Folha de S. Paulo


Em clube de tiro, repórter dispara cem vezes e aprende a relaxar

"Você não vai querer disparar e acertar um colega, vai? De-do fo-ra do ga-til-ho, sempre, ao manusear uma arma", orienta meu instrutor.

Na mesa forrada de lona preta, três pistolas calibre 380 e quatro revolveres calibre 38. Projéteis de aço, chumbo, cobre e latão estão espalhados.

Tudo pronto para o curso básico de tiro, no subsolo de um prédio velho na avenida São João, no centro paulistano.

As aulas são ministradas por Cristian Silveira, 37. Pai de duas meninas, ele desistiu de hotelaria e entrou no Exército, sua paixão.

Numa parede de tinta descascando, a placa: "Meu vizinho não tem armas.

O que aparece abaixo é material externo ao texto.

//! # inference-proxy
//!
//! Quota-enforcing proxy core for multiple AI inference providers.
//!
//! A request arrives with a resolved user id and tier. The [`Gateway`]
//! resolves the model, checks the user's quota windows, and starts a
//! streaming session that relays the upstream response. Sessions survive
//! client disconnects, persist what they produced, and hand one accounting
//! task to a background pipeline that deducts plan tokens from the ledger.
//!
//! ## Quick Start
//!
//! ```rust,no_run
//! use inference_proxy::config::{EnvCredentials, GatewayConfig};
//! use inference_proxy::session::Frame;
//! use inference_proxy::{Gateway, ProxyRequest, Tier};
//!
//! #[tokio::main]
//! async fn main() -> Result<(), inference_proxy::Error> {
//!     let config = GatewayConfig::from_file("proxy.yaml")?.with_env_overrides()?;
//!     let gateway = Gateway::from_config(&config, &EnvCredentials)?.build()?;
//!
//!     let body = r#"{"model":"llama3-3-70b","stream":true,"messages":[]}"#;
//!     let response = gateway
//!         .handle(ProxyRequest::new("user-1", Tier::plus(), body))
//!         .await?;
//!
//!     let (mut client, control) = response.session.into_parts();
//!     while let Some(frame) = client.recv().await {
//!         if let Frame::Data(chunk) = frame {
//!             print!("{}", String::from_utf8_lossy(&chunk));
//!         }
//!     }
//!     let report = control.wait().await?;
//!     println!("\n{} raw tokens", report.raw_tokens);
//!
//!     gateway.shutdown().await;
//!     Ok(())
//! }
//! ```

#![cfg_attr(docsrs, feature(doc_cfg))]
#![allow(missing_docs)]
#![deny(rustdoc::broken_intra_doc_links)]

pub mod accounting;
pub mod client;
pub mod config;
pub mod gateway;
pub mod models;
pub mod observability;
pub mod prelude;
pub mod quota;
pub mod resilience;
pub mod session;
pub mod store;
pub mod tiers;
pub mod tokens;

pub use accounting::{AccountingPipeline, AccountingSink, AccountingTask, EnqueueOutcome};
pub use client::{ReqwestTransport, UpstreamTransport};
pub use config::{GatewayConfig, RuntimeConfig};
pub use gateway::{Gateway, GatewayBuilder, GatewayShutdown, ProxyRequest, ProxyResponse};
pub use models::{ApiMode, ModelRouter, ProviderKind, RegistrySnapshot, ResolvedRoute};
pub use quota::{Admission, Multiplier, QuotaLedger};
pub use session::{
    FailureReason, SessionEngine, SessionHandle, SessionOutcome, SessionReport, SessionState,
};
pub use tiers::{PeriodKind, QuotaPool, QuotaSlot, Tier, TierConfig};

use chrono::{DateTime, Utc};
use serde::Serialize;

/// Error type for proxy operations.
///
/// Quota and routing errors are raised before any upstream call.
#[derive(Debug, thiserror::Error)]
#[non_exhaustive]
pub enum Error {
    /// A quota window would be exceeded and no fallback can absorb it.
    #[error("Quota exceeded for {period} window of tier {tier}: {used}/{limit} plan tokens")]
    QuotaExceeded {
        period: QuotaSlot,
        tier: Tier,
        limit: u64,
        used: u64,
        resets_at: DateTime<Utc>,
    },

    #[error("Tier {tier} may not use model {model}")]
    AccessDenied { tier: Tier, model: String },

    #[error("Unknown model: {0}")]
    UnknownModel(String),

    #[error("Model {0} is currently unavailable")]
    ModelUnavailable(String),

    /// The provider's credential is absent from the running environment.
    #[error("Provider {0} is not configured")]
    ProviderNotConfigured(String),

    #[error("Upstream unreachable: {0}")]
    UpstreamUnreachable(String),

    #[error("Upstream protocol error{}: {message}", status.map(|s| format!(" (HTTP {s})")).unwrap_or_default())]
    UpstreamProtocol { status: Option<u16>, message: String },

    #[error("Session timed out after {:.1}s", .0.as_secs_f64())]
    Timeout(std::time::Duration),

    /// The quota store cannot be reached; requests fail closed.
    #[error("Service unavailable: {0}")]
    ServiceUnavailable(String),

    #[error("User {user_id} already has {limit} sessions in flight")]
    ConcurrencyLimit { user_id: String, limit: usize },

    #[error("Invalid request: {0}")]
    InvalidRequest(String),

    #[error("Configuration error: {0}")]
    Config(String),

    #[error("Store error: {0}")]
    Store(#[from] store::StoreError),

    #[error("JSON error: {0}")]
    Json(#[from] serde_json::Error),

    #[error("Network request failed: {0}")]
    Network(#[from] reqwest::Error),

    #[error("Proxy is shutting down")]
    ShuttingDown,
}

/// Error category for unified error handling.
#[derive(Debug, Clone, Copy, PartialEq, Eq, Serialize)]
#[serde(rename_all = "snake_case")]
pub enum ErrorCategory {
    /// Quota windows or per-user concurrency (429)
    Quota,
    /// Model resolution, tier access, malformed requests (4xx)
    Routing,
    /// Provider failures once forwarding has begun (5xx)
    Upstream,
    /// The proxy itself cannot serve right now (503)
    Unavailable,
    Configuration,
    Internal,
}

impl Error {
    pub fn category(&self) -> ErrorCategory {
        match self {
            Error::QuotaExceeded { .. } | Error::ConcurrencyLimit { .. } => ErrorCategory::Quota,

            Error::AccessDenied { .. }
            | Error::UnknownModel(_)
            | Error::ModelUnavailable(_)
            | Error::ProviderNotConfigured(_)
            | Error::InvalidRequest(_) => ErrorCategory::Routing,

            Error::UpstreamUnreachable(_)
            | Error::UpstreamProtocol { .. }
            | Error::Timeout(_)
            | Error::Network(_) => ErrorCategory::Upstream,

            Error::ServiceUnavailable(_) | Error::Store(_) | Error::ShuttingDown => {
                ErrorCategory::Unavailable
            }

            Error::Config(_) => ErrorCategory::Configuration,
            Error::Json(_) => ErrorCategory::Internal,
        }
    }

    pub fn status_code(&self) -> u16 {
        match self {
            Error::QuotaExceeded { .. } | Error::ConcurrencyLimit { .. } => 429,
            Error::AccessDenied { .. } => 403,
            Error::UnknownModel(_) => 404,
            Error::ModelUnavailable(_) => 409,
            Error::ProviderNotConfigured(_) => 424,
            Error::InvalidRequest(_) => 400,
            Error::UpstreamUnreachable(_) | Error::UpstreamProtocol { .. } | Error::Network(_) => {
                502
            }
            Error::Timeout(_) => 504,
            Error::ServiceUnavailable(_) | Error::Store(_) | Error::ShuttingDown => 503,
            Error::Config(_) | Error::Json(_) => 500,
        }
    }

    /// Stable machine-readable code for rejection bodies.
    pub fn reason_code(&self) -> &'static str {
        match self {
            Error::QuotaExceeded { .. } => "quota_exceeded",
            Error::ConcurrencyLimit { .. } => "concurrency_limit",
            Error::AccessDenied { .. } => "access_denied",
            Error::UnknownModel(_) => "unknown_model",
            Error::ModelUnavailable(_) => "model_unavailable",
            Error::ProviderNotConfigured(_) => "provider_not_configured",
            Error::InvalidRequest(_) => "invalid_request",
            Error::UpstreamUnreachable(_) => "upstream_unreachable",
            Error::UpstreamProtocol { .. } => "upstream_protocol_error",
            Error::Network(_) => "upstream_network_error",
            Error::Timeout(_) => "timeout",
            Error::ServiceUnavailable(_) => "service_unavailable",
            Error::Store(_) => "store_error",
            Error::ShuttingDown => "shutting_down",
            Error::Config(_) => "configuration_error",
            Error::Json(_) => "internal_error",
        }
    }

    pub fn is_client_error(&self) -> bool {
        (400..500).contains(&self.status_code())
    }

    pub fn is_retryable(&self) -> bool {
        matches!(
            self.category(),
            ErrorCategory::Upstream | ErrorCategory::Unavailable
        )
    }

    pub fn rejection(&self) -> Rejection {
        let mut rejection = Rejection {
            error: self.to_string(),
            reason: self.reason_code(),
            status: self.status_code(),
            tier: None,
            period: None,
            rate_limit_type: None,
            limit: None,
            used: None,
            resets_at: None,
        };
        match self {
            Error::QuotaExceeded {
                period,
                tier,
                limit,
                used,
                resets_at,
            } => {
                rejection.tier = Some(tier.clone());
                rejection.period = Some(*period);
                rejection.rate_limit_type = Some(match period.pool() {
                    QuotaPool::Fallback => RateLimitType::Soft,
                    QuotaPool::Primary => RateLimitType::Hard,
                });
                rejection.limit = Some(*limit);
                rejection.used = Some(*used);
                rejection.resets_at = Some(*resets_at);
            }
            Error::AccessDenied { tier, .. } => rejection.tier = Some(tier.clone()),
            _ => {}
        }
        rejection
    }
}

/// `soft` when the tier had a fallback allowance that is now spent too.
#[derive(Debug, Clone, Copy, PartialEq, Eq, Serialize)]
#[serde(rename_all = "lowercase")]
pub enum RateLimitType {
    Soft,
    Hard,
}

/// Response body for a rejected request.
#[derive(Debug, Clone, PartialEq, Eq, Serialize)]
pub struct Rejection {
    pub error: String,
    pub reason: &'static str,
    #[serde(skip)]
    pub status: u16,
    #[serde(skip_serializing_if = "Option::is_none")]
    pub tier: Option<Tier>,
    #[serde(skip_serializing_if = "Option::is_none")]
    pub period: Option<QuotaSlot>,
    #[serde(skip_serializing_if = "Option::is_none")]
    pub rate_limit_type: Option<RateLimitType>,
    #[serde(skip_serializing_if = "Option::is_none")]
    pub limit: Option<u64>,
    #[serde(skip_serializing_if = "Option::is_none")]
    pub used: Option<u64>,
    #[serde(skip_serializing_if = "Option::is_none")]
    pub resets_at: Option<DateTime<Utc>>,
}

impl From<config::ConfigError> for Error {
    fn from(err: config::ConfigError) -> Self {
        match err {
            config::ConfigError::NotFound { key } => {
                Error::Config(format!("Key not found: {}", key))
            }
            config::ConfigError::InvalidValue { key, message } => {
                Error::Config(format!("Invalid value for {}: {}", key, message))
            }
            config::ConfigError::ValidationErrors(errors) => Error::Config(errors.to_string()),
            other => Error::Config(other.to_string()),
        }
    }
}

pub type Result<T> = std::result::Result<T, Error>;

Ele apoia o desarmamento civil. Em respeito, não vou defendê-lo com minhas armas".

Sento-me ao lado de um bombeiro civil aposentado de 48 anos, o outro aluno. Minha cara de menina de franja desperta sua curiosidade. Quer perguntar algo, mas a aula já vai começar.

Ao falar sobre regras de segurança, Cristian nos pergunta: qual seria um local seguro para se apontar a arma em casa? "Mirar para o chão", respondo.

"Aí o tiro ricocheteia e atinge alguém da sua família", ele retruca. "O ideal são locais que absorvam o tiro, como um armário com cobertores, ou na cozinha, com sacos de comida."

Ele conta sobre um pai que limpa o equipamento. "Vai para cozinha, pega o pano, se esquece da vida e que a arma está municiada. A esposa chega e se assusta. O marido dispara e acerta o filho na sala. Não existe acidente. É sempre imprudência. Negligência. E imperícia."

"Eu não teria coragem de dar um tiro num bandido. No máximo, daria um tiro no chão, para assustar", digo. E Cristian: "Se você quer assustar o ladrão, dá um ingresso da noite do terror do Playcenter para ele".

Após duas horas de teoria, o professor me dá um revólver. A mão vai ao chão. É difícil se acostumar com o peso (quase 1 kg). Passamos mais duas horas aprendendo técnicas de manuseio e regras de segurança com as sete armas.

Ao entrar no estande de tiro, os dedos já estão vermelhos. Meu colega bombeiro vai embora (havia estacionado longe). "O centro é um perigo à noite. Tchau, mocinha."

O instrutor entrega o protetor auricular (uma espécie de fone de ouvido, pois o barulho do tiro pode ser ensurdecedor) e óculos de proteção (contra as cápsulas ejetadas no disparo).

Bang! Bang! Bang! Bang! Bang!

Tusso com a fumaça da pólvora. O instrutor me parabeniza. O primeiro tiro, a sete metros de distância, acerta em cheio o centro do alvo, que tem formato de uma pessoa e é feito de papel. São 50 tiros com revólver, 50 com pistola.

Quase cinco horas de curso: corpo doendo, cabelo e pele oleosos por conta da fumaça da pólvora.

É como se tivesse feito musculação sem aquecer antes. A sensação também é de relaxamento. A concentração é tão fundamental que não consigo pensar em mais nada. Nem que estava fazendo uma reportagem.